Other popular dog activities include therapy work (dogs visiting patients in hospitals is an example), and freestyle (dogs and their handlers perform routines to music). Others are reinventions of dog work that has existed for thousands of years, like herding and sledding.
“Dog activities are huge,” according to Kristin Mehus-Roe, editor of the recently published “The Original Dog Bible” (BowTie Press). “People want to see their dogs fulfilled; they want to provide them more than just a place to sleep and something to eat.”
She points out that people with very active dogs are particularly drawn to canine activities.
“A high-energy dog is going to find a job of some kind,” says Mehus-Roe.
“It might be digging in your garden if you don’t find her something else to do. Agility or flyball can help fulfill their needs.”
She adds that many people adopt dogs who were originally bred as working dogs without considering what that means day to day.
“A working dog needs a job. She can become destructive or depressed without one,” Mehus-Roe says.

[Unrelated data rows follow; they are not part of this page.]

//! # Bus Configuration
//!
//! Plain values supplied by the embedding application. The bus itself reads
//! no environment variables.

use crate::error::ChannelError;
use crate::naming::ChannelNaming;
use crate::{DEFAULT_PREFIX, DEFAULT_SUBSCRIPTION_BUFFER};

/// Configuration for a [`MessageBus`](crate::MessageBus).
#[derive(Debug, Clone, PartialEq, Eq)]
pub struct BusConfig {
    /// Namespace prepended to every channel name.
    pub prefix: String,
    /// Payloads buffered per subscription by in-process stores.
    pub subscription_buffer: usize,
}

impl Default for BusConfig {
    fn default() -> Self {
        Self {
            prefix: DEFAULT_PREFIX.to_string(),
            subscription_buffer: DEFAULT_SUBSCRIPTION_BUFFER,
        }
    }
}

impl BusConfig {
    #[must_use]
    pub fn with_prefix(mut self, prefix: impl Into<String>) -> Self {
        self.prefix = prefix.into();
        self
    }

    #[must_use]
    pub fn with_subscription_buffer(mut self, buffer: usize) -> Self {
        self.subscription_buffer = buffer;
        self
    }

    /// Validated naming scheme for the configured prefix.
    ///
    /// # Errors
    ///
    /// `ChannelError::InvalidPrefix` if the prefix contains a glob
    /// metacharacter.
    pub fn naming(&self) -> Result<ChannelNaming, ChannelError> {
        ChannelNaming::new(self.prefix.clone())
    }
}
//! Delivery and publish counters.
//!
//! Every drop path has its own counter so operators can tell a
//! misconfigured prefix from a rolling deployment from a codec bug.

use std::sync::atomic::{AtomicU64, Ordering};

use crate::error::DropKind;
use crate::registry::DispatchReport;

/// Counters for one dispatcher.
#[derive(Debug, Default)]
pub struct DispatchStats {
    received: AtomicU64,
    dispatched: AtomicU64,
    handler_invocations: AtomicU64,
    handler_failures: AtomicU64,
    unknown_channel: AtomicU64,
    unknown_type: AtomicU64,
    capability_mismatch: AtomicU64,
    decode_failures: AtomicU64,
}

impl DispatchStats {
    pub(crate) fn record_received(&self) {
        self.received.fetch_add(1, Ordering::Relaxed);
    }

    pub(crate) fn record_dispatched(&self, report: &DispatchReport) {
        self.dispatched.fetch_add(1, Ordering::Relaxed);
        self.handler_invocations
            .fetch_add(report.attempted() as u64, Ordering::Relaxed);
        self.handler_failures
            .fetch_add(report.failures.len() as u64, Ordering::Relaxed);
    }

    pub(crate) fn record_drop(&self, kind: DropKind) {
        let counter = match kind {
            DropKind::UnknownChannel => &self.unknown_channel,
            DropKind::UnknownType => &self.unknown_type,
            DropKind::CapabilityMismatch => &self.capability_mismatch,
            DropKind::Decode => &self.decode_failures,
        };
        counter.fetch_add(1, Ordering::Relaxed);
    }

    #[must_use]
    pub fn snapshot(&self) -> DispatchStatsSnapshot {
        DispatchStatsSnapshot {
            received: self.received.load(Ordering::Relaxed),
            dispatched: self.dispatched.load(Ordering::Relaxed),
            handler_invocations: self.handler_invocations.load(Ordering::Relaxed),
            handler_failures: self.handler_failures.load(Ordering::Relaxed),
            unknown_channel: self.unknown_channel.load(Ordering::Relaxed),
            unknown_type: self.unknown_type.load(Ordering::Relaxed),
            capability_mismatch: self.capability_mismatch.load(Ordering::Relaxed),
            decode_failures: self.decode_failures.load(Ordering::Relaxed),
        }
    }
}

/// Point-in-time copy of [`DispatchStats`].
#[derive(Debug, Clone, Copy, Default, PartialEq, Eq)]
pub struct DispatchStatsSnapshot {
    /// Deliveries taken off the subscription.
    pub received: u64,
    /// Deliveries that reached the handler registry.
    pub dispatched: u64,
    pub handler_invocations: u64,
    pub handler_failures: u64,
    pub unknown_channel: u64,
    pub unknown_type: u64,
    pub capability_mismatch: u64,
    pub decode_failures: u64,
}

impl DispatchStatsSnapshot {
    /// Deliveries dropped before dispatch, all causes.
    pub fn dropped(&self) -> u64 {
        self.unknown_channel + self.unknown_type + self.capability_mismatch + self.decode_failures
    }

    pub fn dropped_by(&self, kind: DropKind) -> u64 {
        match kind {
            DropKind::UnknownChannel => self.unknown_channel,
            DropKind::UnknownType => self.unknown_type,
            DropKind::CapabilityMismatch => self.capability_mismatch,
            DropKind::Decode => self.decode_failures,
        }
    }
}

/// Counters for one publisher.
#[derive(Debug, Default)]
pub struct PublishStats {
    published: AtomicU64,
    encode_failures: AtomicU64,
    store_failures: AtomicU64,
}

impl PublishStats {
    pub(crate) fn record_published(&self) {
        self.published.fetch_add(1, Ordering::Relaxed);
    }

    pub(crate) fn record_encode_failure(&self) {
        self.encode_failures.fetch_add(1, Ordering::Relaxed);
    }

    pub(crate) fn record_store_failure(&self) {
        self.store_failures.fetch_add(1, Ordering::Relaxed);
    }

    #[must_use]
    pub fn snapshot(&self) -> PublishStatsSnapshot {
        PublishStatsSnapshot {
            published: self.published.load(Ordering::Relaxed),
            encode_failures: self.encode_failures.load(Ordering::Relaxed),
            store_failures: self.store_failures.load(Ordering::Relaxed),
        }
    }
}

/// Point-in-time copy of [`PublishStats`].
#[derive(Debug, Clone, Copy, Default, PartialEq, Eq)]
pub struct PublishStatsSnapshot {
    pub published: u64,
    pub encode_failures: u64,
    pub store_failures: u64,
}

“Participating in the activity she was bred for, such as herding or sledding, or in one that simulates some of those things, such as agility, can be incredibly satisfying for both the dog and her person.”

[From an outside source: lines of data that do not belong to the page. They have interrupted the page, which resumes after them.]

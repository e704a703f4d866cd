//! Fixtures shared by the integration tests.

use std::fmt;
use std::sync::{Arc, Once};
use std::time::Duration;

use parking_lot::Mutex;
use serde::{Deserialize, Serialize};
use tokio::time::{sleep, timeout};
use tracing::field::{Field, Visit};
use tracing::{Event, Subscriber};
use tracing_subscriber::layer::{Context, Layer};
use typed_bus::{BusConfig, InMemoryPubSub, MessageBus, RunningDispatcher};

#[derive(Debug, Default, Clone, PartialEq, Serialize, Deserialize)]
pub struct Ping {
    pub seq: u64,
}
typed_bus::bincode_message!(Ping, "it.Ping");

#[derive(Debug, Default, Clone, PartialEq, Serialize, Deserialize)]
pub struct Ack {
    pub id: String,
}
typed_bus::bincode_message!(Ack, "it.Ack");

/// Never registered on the receiving side.
#[derive(Debug, Default, Clone, PartialEq, Serialize, Deserialize)]
pub struct Orphan {
    pub note: String,
}
typed_bus::bincode_message!(Orphan, "it.Orphan");

/// Claims the `it.Ping` identifier with a different layout.
#[derive(Debug, Default, Clone, PartialEq, Serialize, Deserialize)]
pub struct Impostor {
    pub label: String,
}
typed_bus::bincode_message!(Impostor, "it.Ping");

static LOGGING: Once = Once::new();

pub fn init_logging() {
    LOGGING.call_once(|| {
        let config = bus_telemetry::TelemetryConfig::from_env();
        // A subscriber may already be installed by the harness.
        let _ = bus_telemetry::init_logging(&config);
    });
}

/// Two buses over one store: the publishing side knows no types, the
/// receiving side has `Ping` and `Ack` registered.
pub struct Pair {
    pub store: Arc<InMemoryPubSub>,
    pub sender: MessageBus<InMemoryPubSub>,
    pub receiver: MessageBus<InMemoryPubSub>,
}

impl Pair {
    pub fn new() -> Self {
        init_logging();
        let config = BusConfig::default();
        let store = Arc::new(InMemoryPubSub::with_buffer(config.subscription_buffer));
        let sender = MessageBus::new(Arc::clone(&store), &config).unwrap();
        let receiver = MessageBus::new(Arc::clone(&store), &config).unwrap();
        receiver.register_type::<Ping>().unwrap();
        receiver.register_type::<Ack>().unwrap();
        Self {
            store,
            sender,
            receiver,
        }
    }
}

/// Wait until `count` deliveries were either dispatched or dropped.
pub async fn settle(running: &RunningDispatcher, count: u64) {
    timeout(Duration::from_secs(5), async {
        loop {
            let stats = running.stats();
            if stats.dispatched + stats.dropped() >= count {
                break;
            }
            sleep(Duration::from_millis(5)).await;
        }
    })
    .await
    .expect("dispatcher did not settle");
}

/// Records the `drop` field of every log event.
#[derive(Clone, Default)]
pub struct DropLog(Arc<Mutex<Vec<String>>>);

impl DropLog {
    pub fn entries(&self) -> Vec<String> {
        self.0.lock().clone()
    }
}

impl<S: Subscriber> Layer<S> for DropLog {
    fn on_event(&self, event: &Event<'_>, _ctx: Context<'_, S>) {
        let mut field = DropField(None);
        event.record(&mut field);
        if let Some(kind) = field.0 {
            self.0.lock().push(kind);
        }
    }
}

struct DropField(Option<String>);

impl Visit for DropField {
    fn record_debug(&mut self, field: &Field, value: &dyn fmt::Debug) {
        if field.name() == "drop" {
            self.0 = Some(format!("{value:?}"));
        }
    }
}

She adds that people who do activities with their dogs often say that the bond between themselves and their dogs deepens, as well.
It used to be that dogs who were needed for work engaged in some of these activities. Now, urban dogs travel for hours to learn the art of herding.
Some pet owners stick to just one sport; others fill every free day with a dog activity.
Most of the canine activities offer competitive opportunities, where dogs can test their mettle against one another. Some of these competitions have become so intense that they are even shown on sports TV channels such as ESPN.
But while competition is a big part of the equation for many, there are just as many who only do it for fun and for the love of their dog.
These activities aren’t just for superathletes. Dogs from basset hounds to mastiffs can also enjoy them. Even senior dogs can participate in many of these activities.
Therapy work is an obvious choice, but there are many veteran participants in agility, flyball, even herding.
“I started doing agility with my dog, Desi, when she was 9 years old,” says Mehus-Roe. “She did it for three years and loved it.”
Chapter 14 of “The Original Dog Bible” is titled, “Activities You Can Do with Your Dog,” Mehus-Roe details 16 of the most popular dog-organized activities, as well as provides advice on safe ways to exercise with your dog.
She warns that just like humans, canine weekend warriors risk injuries. The chapter provides tips for warming up your dog before doing any type of exercise, ways to keep your dog safe doing warm weather and cold weather activities, and good ways to introduce your dog to a new activity.
In addition to descriptions of the activities, training techniques, and equipment used, Mehus-Roe also introduces the U.S. organizations that administer these activities and provides contact information for these organizations.
The chapter also has a host of helpful tips and fun bits of canine sports trivia scattered throughout.
“Canine activities are part of the modern human-dog relationship,” says Mehus-Roe. “They provide exercise for the mind and body and are a great way to bond with your dog.
“They also satisfy a dog’s most basic needs in a way that no doggy spa possibly can.”